The 1993 Big Sky Conference men's basketball tournament was the eighteenth edition, held March 11–13 at the Kibbie Dome at the University of Idaho in Moscow, Idaho.

Boise State defeated regular season champion and host Idaho in the final, 80–68, to clinch their third Big Sky tournament title (1976, 1988, 1993). The game was televised on ESPN, with a tipoff after 9 pm PST (midnight EST).

Fourth-seed was attempting to win a third straight title, but was upset in the quarterfinals. It was the first Big Sky tournament in Moscow in eleven years.

==Format==
Conference membership returned to eight this season; after thirteen years in the Big Sky, Nevada departed for the Big West the previous summer.

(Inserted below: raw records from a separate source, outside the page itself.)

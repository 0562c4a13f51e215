// This Source Code Form is subject to the terms of the Mozilla Public
// License, v. 2.0. If a copy of the MPL was not distributed with this
// file, You can obtain one at https://mozilla.org/MPL/2.0/.

// Copyright 2025 Oxide Computer Company

//! The field registry: the widths each well-known field accepts.

use crate::api::FieldNum;
use crate::api::HeaderGroup;

#[derive(Clone, Copy, Debug, Eq, PartialEq)]
pub struct FieldInfo {
    /// The widths a field's value is read back at. A field with more
    /// than one width (IP addresses) reports the width of the header
    /// actually present.
    pub sizes: &'static [usize],
    /// The width of a freshly synthesized field.
    pub default: usize,
    pub group: HeaderGroup,
}

impl FieldInfo {
    const fn new(sizes: &'static [usize], num: FieldNum) -> Self {
        Self { sizes, default: sizes[0], group: num.group() }
    }

    pub fn max_size(&self) -> usize {
        self.sizes.iter().copied().max().unwrap_or(self.default)
    }

    /// Can an operand of `len` bytes be applied to this field? Any
    /// non-empty operand up to the widest size is padded or truncated
    /// to fit.
    pub fn accepts(&self, len: usize) -> bool {
        len > 0 && len <= self.max_size()
    }
}

pub const fn info(num: FieldNum) -> FieldInfo {
    use FieldNum::*;

    let sizes: &'static [usize] = match num {
        InputPort | OutputPort | Vrf | NexthopId | NexthopGroupId | TrapId
        | TunnelId | PolicerId => &[8],
        PacketLength => &[4],
        PacketAction => &[1],
        Attribute8 => &[1],
        Attribute16 => &[2],
        Attribute24 => &[3],
        Attribute32 => &[4],

        EtherMacDst | EtherMacSrc => &[6],
        EtherType | VlanId => &[2],
        VlanPriority => &[1],

        IpVersion | IpHop | IpProtocol | IpQos => &[1],
        IpAddrSrc | IpAddrDst => &[4, 16],
        IpFlowLabel => &[4],
        GreProtocol => &[2],
        GreKey | GreSeq => &[4],

        ArpOp => &[2],
        ArpSha | ArpTha => &[6],
        ArpSpa | ArpTpa => &[4],

        MplsLabel => &[4],
        MplsTc | MplsTtl => &[1],

        L4PortSrc | L4PortDst => &[2],
        TcpFlags => &[1],
        TcpSeq | TcpAck => &[4],
        IcmpType | IcmpCode => &[1],
        NdTarget => &[16],
        NdSll | NdTll => &[6],
    };

    FieldInfo::new(sizes, num)
}

#[cfg(test)]
mod test {
    use super::*;

    #[test]
    fn address_widths() {
        let ip = info(FieldNum::IpAddrDst);
        assert_eq!(ip.default, 4);
        assert_eq!(ip.group, HeaderGroup::L3);
        assert!(ip.accepts(16));
        assert!(!ip.accepts(17));
        assert!(!ip.accepts(0));
        assert!(info(FieldNum::L4PortSrc).accepts(1));
        assert!(!info(FieldNum::L4PortSrc).accepts(4));
    }
}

The tournament format was unchanged; the top six teams from the regular season were included and the regular season champion earned the right to host. The top two earned byes into the semifinals while the remaining four played in the quarterfinals; the top seed (host) met the lowest remaining seed in the semifinals.

==Bracket==

Source:

==NCAA tournament==
The Broncos (21–7) received an automatic bid to the NCAA tournament; no other Big Sky members were invited to the tournament or the NIT. Boise State was seeded 14th in the West regional and lost by 20 points in the first round to Vanderbilt in Salt Lake City. This was the eleventh consecutive year in which the Big Sky representative lost in the first round.